Goal of the exercise | Going through the data below, please show each line containing the string "location".

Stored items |
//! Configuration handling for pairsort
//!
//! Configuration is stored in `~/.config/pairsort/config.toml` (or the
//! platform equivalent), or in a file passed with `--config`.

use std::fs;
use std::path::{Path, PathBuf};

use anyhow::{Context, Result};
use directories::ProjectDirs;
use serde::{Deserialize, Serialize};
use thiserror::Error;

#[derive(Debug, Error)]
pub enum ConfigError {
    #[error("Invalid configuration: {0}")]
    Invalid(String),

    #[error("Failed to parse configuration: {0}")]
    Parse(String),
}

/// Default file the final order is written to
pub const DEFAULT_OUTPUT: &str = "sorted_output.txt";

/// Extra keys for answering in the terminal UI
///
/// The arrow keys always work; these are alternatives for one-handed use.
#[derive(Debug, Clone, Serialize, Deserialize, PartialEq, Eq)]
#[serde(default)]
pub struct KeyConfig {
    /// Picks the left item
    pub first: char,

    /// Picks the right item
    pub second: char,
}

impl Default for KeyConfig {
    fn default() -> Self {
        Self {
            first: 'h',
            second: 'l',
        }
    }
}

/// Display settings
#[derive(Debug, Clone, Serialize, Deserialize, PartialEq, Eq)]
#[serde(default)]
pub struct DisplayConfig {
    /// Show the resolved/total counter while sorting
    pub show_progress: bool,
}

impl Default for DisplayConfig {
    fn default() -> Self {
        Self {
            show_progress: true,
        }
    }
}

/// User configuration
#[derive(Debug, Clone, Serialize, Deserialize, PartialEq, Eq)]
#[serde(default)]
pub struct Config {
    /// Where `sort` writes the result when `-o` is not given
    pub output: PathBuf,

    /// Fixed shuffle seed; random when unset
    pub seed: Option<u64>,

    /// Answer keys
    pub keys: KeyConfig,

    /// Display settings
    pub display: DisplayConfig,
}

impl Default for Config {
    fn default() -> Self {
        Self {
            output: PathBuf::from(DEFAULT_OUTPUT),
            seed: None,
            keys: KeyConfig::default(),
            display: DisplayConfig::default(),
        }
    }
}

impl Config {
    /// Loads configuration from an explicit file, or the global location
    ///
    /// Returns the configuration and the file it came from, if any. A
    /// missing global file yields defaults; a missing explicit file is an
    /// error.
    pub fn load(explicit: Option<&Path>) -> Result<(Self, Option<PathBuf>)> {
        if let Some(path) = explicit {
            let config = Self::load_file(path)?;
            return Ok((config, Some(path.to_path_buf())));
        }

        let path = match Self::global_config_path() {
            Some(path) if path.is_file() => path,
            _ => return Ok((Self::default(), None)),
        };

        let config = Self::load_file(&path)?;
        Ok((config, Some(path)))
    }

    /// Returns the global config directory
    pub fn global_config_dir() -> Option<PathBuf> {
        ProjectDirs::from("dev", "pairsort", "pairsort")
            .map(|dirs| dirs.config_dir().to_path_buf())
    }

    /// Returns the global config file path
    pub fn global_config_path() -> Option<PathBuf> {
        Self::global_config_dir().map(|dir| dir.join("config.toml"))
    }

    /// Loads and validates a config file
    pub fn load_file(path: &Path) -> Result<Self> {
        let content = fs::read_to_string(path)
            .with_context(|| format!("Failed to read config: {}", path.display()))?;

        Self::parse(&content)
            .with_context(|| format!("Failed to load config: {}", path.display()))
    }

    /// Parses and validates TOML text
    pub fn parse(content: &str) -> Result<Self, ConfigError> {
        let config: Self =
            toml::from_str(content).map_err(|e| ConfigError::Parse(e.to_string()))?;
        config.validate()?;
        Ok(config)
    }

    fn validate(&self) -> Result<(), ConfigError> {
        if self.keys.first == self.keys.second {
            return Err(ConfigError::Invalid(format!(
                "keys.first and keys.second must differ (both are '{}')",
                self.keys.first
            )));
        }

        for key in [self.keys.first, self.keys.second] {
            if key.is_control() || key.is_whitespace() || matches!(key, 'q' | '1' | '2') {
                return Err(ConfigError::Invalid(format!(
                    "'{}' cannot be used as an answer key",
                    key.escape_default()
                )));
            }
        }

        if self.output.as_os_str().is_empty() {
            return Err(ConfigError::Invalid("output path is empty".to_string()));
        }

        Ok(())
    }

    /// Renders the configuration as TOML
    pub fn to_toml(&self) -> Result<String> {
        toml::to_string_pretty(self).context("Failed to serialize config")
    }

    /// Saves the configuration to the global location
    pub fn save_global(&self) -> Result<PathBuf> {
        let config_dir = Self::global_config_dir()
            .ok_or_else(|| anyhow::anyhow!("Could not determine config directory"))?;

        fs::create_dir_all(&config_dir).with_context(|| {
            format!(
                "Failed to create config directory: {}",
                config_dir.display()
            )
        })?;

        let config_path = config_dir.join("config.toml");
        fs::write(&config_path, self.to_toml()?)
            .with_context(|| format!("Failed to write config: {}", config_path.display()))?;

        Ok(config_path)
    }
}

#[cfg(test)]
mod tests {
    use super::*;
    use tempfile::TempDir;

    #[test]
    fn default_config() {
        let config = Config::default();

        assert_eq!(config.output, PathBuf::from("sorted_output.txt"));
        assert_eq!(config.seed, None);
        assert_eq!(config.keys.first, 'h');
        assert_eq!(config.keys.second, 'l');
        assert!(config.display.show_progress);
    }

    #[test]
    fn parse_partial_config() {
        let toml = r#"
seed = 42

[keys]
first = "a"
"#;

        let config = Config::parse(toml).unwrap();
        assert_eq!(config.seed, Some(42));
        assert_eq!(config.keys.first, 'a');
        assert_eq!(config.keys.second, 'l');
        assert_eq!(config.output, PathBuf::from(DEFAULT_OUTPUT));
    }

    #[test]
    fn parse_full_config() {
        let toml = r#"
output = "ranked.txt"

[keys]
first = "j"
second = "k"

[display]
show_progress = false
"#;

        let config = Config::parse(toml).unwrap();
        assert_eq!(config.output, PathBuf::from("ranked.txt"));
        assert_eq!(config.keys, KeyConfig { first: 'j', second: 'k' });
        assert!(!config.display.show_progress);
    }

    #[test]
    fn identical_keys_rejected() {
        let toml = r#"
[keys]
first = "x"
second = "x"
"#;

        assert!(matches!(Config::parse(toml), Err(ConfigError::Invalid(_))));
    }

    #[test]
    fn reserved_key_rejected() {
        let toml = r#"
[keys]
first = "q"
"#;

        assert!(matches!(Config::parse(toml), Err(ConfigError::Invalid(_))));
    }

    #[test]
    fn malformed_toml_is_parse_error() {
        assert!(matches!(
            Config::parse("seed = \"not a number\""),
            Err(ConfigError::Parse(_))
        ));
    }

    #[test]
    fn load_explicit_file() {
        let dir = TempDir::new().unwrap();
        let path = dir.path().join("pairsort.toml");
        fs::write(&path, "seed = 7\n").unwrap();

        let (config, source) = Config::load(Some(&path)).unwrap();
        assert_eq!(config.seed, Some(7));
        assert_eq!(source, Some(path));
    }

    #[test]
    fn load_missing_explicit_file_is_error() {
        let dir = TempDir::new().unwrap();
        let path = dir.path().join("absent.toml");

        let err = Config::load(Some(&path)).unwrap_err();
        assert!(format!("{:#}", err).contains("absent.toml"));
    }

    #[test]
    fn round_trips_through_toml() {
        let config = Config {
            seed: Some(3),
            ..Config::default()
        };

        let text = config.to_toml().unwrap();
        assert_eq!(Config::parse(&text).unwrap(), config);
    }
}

Task response |
    /// Loads configuration from an explicit file, or the global location
    /// Saves the configuration to the global location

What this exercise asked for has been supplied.